Non solo. Il 4 dicembre 2013 la Corte Costituzionale dichiarò “incostituzionale” quella legge elettorale giudicando “distorsivo” l’enorme premio di maggioranza, perché “foriero di una eccessiva sovra-rappresentazione”.

Dunque con una maggioranza di governo che non rappresentava il voto degli italiani, Renzi, che oltretutto era diventato premier senza essere stato eletto e senza nemmeno essersi presentato alle elezioni, non avrebbe mai dovuto mettere mano a cambiamenti costituzionali, spaccando in due il Paese.

Invece lo ha fatto e ha perfino cambiato la legge elettorale riproducendo, in barba alla sentenza della Consulta, un meccanismo premiale che di fatto consentirebbe a un partito che ha il 25 per cento di diventare padrone del Parlamento e del Paese.

La riforma (che di fatto comprende anche l’Italicum, perché se vincesse il “sì” non verrebbe cambiato) è stata un errore in sé.

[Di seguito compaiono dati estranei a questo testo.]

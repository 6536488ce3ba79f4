//! Formation (study program) models.

use chrono::{DateTime, Utc};
use mesrs_core::serde::{deserialize_optional_bool, deserialize_optional_uuid};
use mesrs_core::{Language, PaginationParams};
use serde::{Deserialize, Serialize};
use sqlx::FromRow;
use utoipa::{IntoParams, ToSchema};
use uuid::Uuid;
use validator::Validate;

/// Year of study within the LMD system.
#[derive(Debug, Clone, Copy, PartialEq, Eq, Hash, Serialize, Deserialize, ToSchema, sqlx::Type)]
#[sqlx(type_name = "study_level", rename_all = "snake_case")]
#[serde(rename_all = "snake_case")]
pub enum StudyLevel {
    #[serde(rename = "licence_1")]
    #[sqlx(rename = "licence_1")]
    Licence1,
    #[serde(rename = "licence_2")]
    #[sqlx(rename = "licence_2")]
    Licence2,
    #[serde(rename = "licence_3")]
    #[sqlx(rename = "licence_3")]
    Licence3,
    #[serde(rename = "master_1")]
    #[sqlx(rename = "master_1")]
    Master1,
    #[serde(rename = "master_2")]
    #[sqlx(rename = "master_2")]
    Master2,
    Doctorat,
}

impl StudyLevel {
    pub const ALL: [StudyLevel; 6] = [
        StudyLevel::Licence1,
        StudyLevel::Licence2,
        StudyLevel::Licence3,
        StudyLevel::Master1,
        StudyLevel::Master2,
        StudyLevel::Doctorat,
    ];

    pub fn as_str(self) -> &'static str {
        match self {
            StudyLevel::Licence1 => "licence_1",
            StudyLevel::Licence2 => "licence_2",
            StudyLevel::Licence3 => "licence_3",
            StudyLevel::Master1 => "master_1",
            StudyLevel::Master2 => "master_2",
            StudyLevel::Doctorat => "doctorat",
        }
    }

    pub fn label(self, language: Language) -> &'static str {
        match (self, language) {
            (StudyLevel::Licence1, Language::Fr) => "Licence 1",
            (StudyLevel::Licence2, Language::Fr) => "Licence 2",
            (StudyLevel::Licence3, Language::Fr) => "Licence 3",
            (StudyLevel::Master1, Language::Fr) => "Master 1",
            (StudyLevel::Master2, Language::Fr) => "Master 2",
            (StudyLevel::Doctorat, Language::Fr) => "Doctorat",
            (StudyLevel::Licence1, Language::Ar) => "ليسانس 1",
            (StudyLevel::Licence2, Language::Ar) => "ليسانس 2",
            (StudyLevel::Licence3, Language::Ar) => "ليسانس 3",
            (StudyLevel::Master1, Language::Ar) => "ماستر 1",
            (StudyLevel::Master2, Language::Ar) => "ماستر 2",
            (StudyLevel::Doctorat, Language::Ar) => "دكتوراه",
        }
    }
}

#[derive(Debug, Clone, Serialize, Deserialize, FromRow, ToSchema)]
pub struct Formation {
    pub id: Uuid,
    pub code: String,
    pub name: String,
    pub university_id: Uuid,
    pub level: StudyLevel,
    pub duration_years: i32,
    pub credits: i32,
    pub capacity: Option<i32>,
    pub description: Option<String>,
    pub is_active: bool,
    pub created_at: DateTime<Utc>,
    pub updated_at: DateTime<Utc>,
}

#[derive(Debug, Clone, Deserialize, Validate, ToSchema)]
pub struct CreateFormationDto {
    #[validate(length(min = 2, max = 20))]
    pub code: String,
    #[validate(length(min = 1, max = 200))]
    pub name: String,
    pub university_id: Uuid,
    pub level: StudyLevel,
    #[validate(range(min = 1, max = 8))]
    pub duration_years: Option<i32>,
    #[validate(range(min = 0, max = 600))]
    pub credits: Option<i32>,
    #[validate(range(min = 1))]
    pub capacity: Option<i32>,
    pub description: Option<String>,
}

#[derive(Debug, Clone, Default, Deserialize, Validate, ToSchema)]
pub struct UpdateFormationDto {
    #[validate(length(min = 2, max = 20))]
    pub code: Option<String>,
    #[validate(length(min = 1, max = 200))]
    pub name: Option<String>,
    pub level: Option<StudyLevel>,
    #[validate(range(min = 1, max = 8))]
    pub duration_years: Option<i32>,
    #[validate(range(min = 0, max = 600))]
    pub credits: Option<i32>,
    #[validate(range(min = 1))]
    pub capacity: Option<i32>,
    pub description: Option<String>,
    pub is_active: Option<bool>,
}

#[derive(Debug, Deserialize, ToSchema, IntoParams)]
#[into_params(parameter_in = Query)]
pub struct FormationFilterParams {
    /// Case-insensitive match on name or code
    pub search: Option<String>,
    #[serde(default, deserialize_with = "deserialize_optional_uuid")]
    pub university_id: Option<Uuid>,
    pub level: Option<StudyLevel>,
    #[serde(default, deserialize_with = "deserialize_optional_bool")]
    pub is_active: Option<bool>,
    #[serde(flatten)]
    pub pagination: PaginationParams,
}

#[cfg(test)]
mod tests {
    use super::*;

    #[test]
    fn test_level_labels() {
        assert_eq!(StudyLevel::Licence1.label(Language::Fr), "Licence 1");
        assert_eq!(StudyLevel::Doctorat.label(Language::Ar), "دكتوراه");
    }

    #[test]
    fn test_level_serde_names() {
        assert_eq!(
            serde_json::to_string(&StudyLevel::Master2).unwrap(),
            r#""master_2""#
        );
        let level: StudyLevel = serde_json::from_str(r#""doctorat""#).unwrap();
        assert_eq!(level, StudyLevel::Doctorat);

        for level in StudyLevel::ALL {
            let json = serde_json::to_string(&level).unwrap();
            assert_eq!(json, format!("\"{}\"", level.as_str()));
        }
    }

    #[test]
    fn test_create_formation_validation() {
        let dto = CreateFormationDto {
            code: "INF-L".to_string(),
            name: "Licence Informatique".to_string(),
            university_id: Uuid::new_v4(),
            level: StudyLevel::Licence1,
            duration_years: Some(3),
            credits: Some(180),
            capacity: Some(120),
            description: None,
        };
        assert!(dto.validate().is_ok());

        let zero_capacity = CreateFormationDto {
            capacity: Some(0),
            ..dto
        };
        assert!(zero_capacity.validate().is_err());
    }
}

Ed è un orrore nel merito per le sgangherate norme che – una volta approvate – provocherebbero confusione e conflitti istituzionali a non finire.

 

POPOLO CANCELLATO

Del resto quella che presentano come “abolizione del Senato” non abolisce affatto il Senato, ma solo il nostro voto, quindi è un’inaccettabile sottrazione di sovranità: il nuovo Senato verrebbe eletto dai partiti e, trattandosi dei partiti che comandano negli enti locali, sarebbe sempre un Senato a maggioranza di sinistra, anche quando la Camera fosse diversa. Si creerebbe una grave ingovernabilità, una paralisi istituzionale.

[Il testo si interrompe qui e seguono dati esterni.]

use axum::{
    extract::FromRequestParts,
    http::{header, request::Parts},
};
use mesrs_auth::{Claims, Role, verify_token};
use mesrs_core::{AppError, Language, Msg};
use uuid::Uuid;

use crate::middleware::language::header_language;
use crate::state::AppState;

/// Extractor that validates the bearer JWT and provides the caller's claims.
#[derive(Debug, Clone)]
pub struct AuthUser(pub Claims);

impl AuthUser {
    pub fn user_id(&self) -> Result<Uuid, AppError> {
        self.0
            .user_id()
            .ok_or_else(|| AppError::unauthorized("Invalid user ID in token"))
    }

    pub fn role(&self) -> Role {
        self.0.role
    }

    pub fn email(&self) -> &str {
        &self.0.email
    }

    /// Language stored on the profile when the token was issued.
    pub fn language(&self) -> Language {
        self.0.lang
    }
}

fn bearer_token(parts: &Parts) -> Option<Result<&str, ()>> {
    let value = parts
        .headers
        .get(header::AUTHORIZATION)
        .and_then(|value| value.to_str().ok())?;
    Some(value.strip_prefix("Bearer ").ok_or(()))
}

impl FromRequestParts<AppState> for AuthUser {
    type Rejection = AppError;

    async fn from_request_parts(
        parts: &mut Parts,
        state: &AppState,
    ) -> Result<Self, Self::Rejection> {
        let language = header_language(parts).unwrap_or_default();

        let token = match bearer_token(parts) {
            Some(Ok(token)) => token,
            Some(Err(())) => {
                return Err(
                    AppError::unauthorized("Invalid authorization header format")
                        .localized(language),
                );
            }
            None => {
                return Err(
                    AppError::unauthorized(Msg::AuthRequired.text(language)).localized(language)
                );
            }
        };

        let claims = verify_token(token, &state.jwt_config).map_err(|_| {
            AppError::unauthorized(Msg::SessionExpired.text(language)).localized(language)
        })?;

        Ok(AuthUser(claims))
    }
}

/// Like [`AuthUser`] but never rejects: a missing or invalid token yields `None`.
#[derive(Debug, Clone)]
pub struct OptionalAuthUser(pub Option<AuthUser>);

impl FromRequestParts<AppState> for OptionalAuthUser {
    type Rejection = std::convert::Infallible;

    async fn from_request_parts(
        parts: &mut Parts,
        state: &AppState,
    ) -> Result<Self, Self::Rejection> {
        let claims = match bearer_token(parts) {
            Some(Ok(token)) => verify_token(token, &state.jwt_config).ok(),
            _ => None,
        };
        Ok(OptionalAuthUser(claims.map(AuthUser)))
    }
}

#[cfg(test)]
mod tests {
    use super::*;
    use axum::http::Request;

    fn claims(sub: &str, role: Role) -> Claims {
        Claims {
            sub: sub.to_string(),
            email: "staff@mesrs.mr".to_string(),
            role,
            lang: Language::Ar,
            exp: 9999999999,
            iat: 1234567890,
        }
    }

    #[test]
    fn test_user_id() {
        let id = Uuid::new_v4();
        let auth_user = AuthUser(claims(&id.to_string(), Role::Staff));
        assert_eq!(auth_user.user_id().unwrap(), id);
        assert_eq!(auth_user.role(), Role::Staff);
        assert_eq!(auth_user.language(), Language::Ar);
        assert_eq!(auth_user.email(), "staff@mesrs.mr");
    }

    #[test]
    fn test_invalid_subject_is_unauthorized() {
        let auth_user = AuthUser(claims("not-a-uuid", Role::Admin));
        let err = auth_user.user_id().unwrap_err();
        assert_eq!(err.status, axum::http::StatusCode::UNAUTHORIZED);
    }

    #[test]
    fn test_bearer_token_parsing() {
        let (parts, _) = Request::builder()
            .header(header::AUTHORIZATION, "Bearer abc.def")
            .body(())
            .unwrap()
            .into_parts();
        assert_eq!(bearer_token(&parts), Some(Ok("abc.def")));

        let (parts, _) = Request::builder()
            .header(header::AUTHORIZATION, "Basic xyz")
            .body(())
            .unwrap()
            .into_parts();
        assert_eq!(bearer_token(&parts), Some(Err(())));

        let (parts, _) = Request::builder().body(()).unwrap().into_parts();
        assert_eq!(bearer_token(&parts), None);
    }
}
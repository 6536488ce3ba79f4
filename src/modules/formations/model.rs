pub use mesrs_models::formations::*;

Il “popolo” che il 1° articolo della Costituzione vuole “sovrano” viene dunque espropriato del potere di eleggere il Senato, oltre ad essere espropriato del diritto di essere rappresentato in modo giusto alla Camera e dopo che è stato espropriato della sua sovranità da entità sovrannazionali come l’Unione europea e i cosiddetti mercati finanziari.

 

FALLIMENTO

Renzi ha spaccato in due il Paese e lo ha paralizzato per mesi su questa astrusa e pericolosa riforma, mentre la gente avrebbe voluto che il governo riducesse la disoccupazione dei giovani, garantisse le pensioni, fermasse l’immigrazione incontrollata, sistemasse le banche e facesse ripartire l’economia.

Questo Renzi 2 ha sprecato un’occasione straordinariamentre favorevole per rilanciare l’economia, dovuta al bassissimo costo del denaro (grazie alla Bce) e al basso costo delle materie prime.

Invece di approfittare di questa fortunata circostanza per il Paese ha inseguito il sogno di diventare il nuovo “Re Sole”, finendo invece col mostrarsi come “Re sòla” (nell’accezione romanesca), uno che fa continui spot propagandistici, ma non combina nulla di concreto (se non gli 80 euro che sono stati definiti “mance elettorali”) e poi ci ha fatto trovare più indebitati di prima e più avviluppati nella crisi.

Ha deluso, Renzi, anche i suoi sponsor internazionali, senza peraltro aver mai mostrato di avere una visione capace di ridare all’Italia il ruolo che merita.

Non c’è bisogno in Europa di un ganassa, di un Rodomonte di paese, che al dunque si accuccia sempre ai piedi della Merkel. C’è bisogno di un leader vero che sa dove andare.

Lui di stoffa forse ne avrebbe, ma nella versione vista finora non l’ha mostrata. E’ riuscito perfino nell’operazione suicida di inimicarsi tutti in Italia, anche i cattolici (su cui è passato col panzer) e quei moderati del centrodestra che avevano visto con favore il Renzi 1 delle primarie.

Il dilettantismo politico del Renzi 2, con la sua arroganza, è riuscito a far coalizzare insieme tutti i suoi nemici, anche quelli fra loro avversi.

Una batosta referendaria è l’unico modo oggi per mettere fine a un progetto di potere nefasto per il Paese e per far riemergere il primo Renzi.

Un Renzi che applichi il suo dinamismo ai problemi del Paese, che faccia finalmente politica, che abbandoni l’“Agenda Obama” e l’“Agenda Merkel”, che si sintonizzi col vento nuovo, col ritorno dei popoli e delle nazioni del dopo Brexit, col clima di pace e collaborazione (anche economica) di Trump e Putin.

Un Renzi che all’interno, per rifare la legge elettorale, ricostruisca un dialogo con i moderati e i liberali, mettendo al primo posto l’Italia.

E poi alle elezioni si confronteranno le idee migliori per rifare l’Italia “great again”.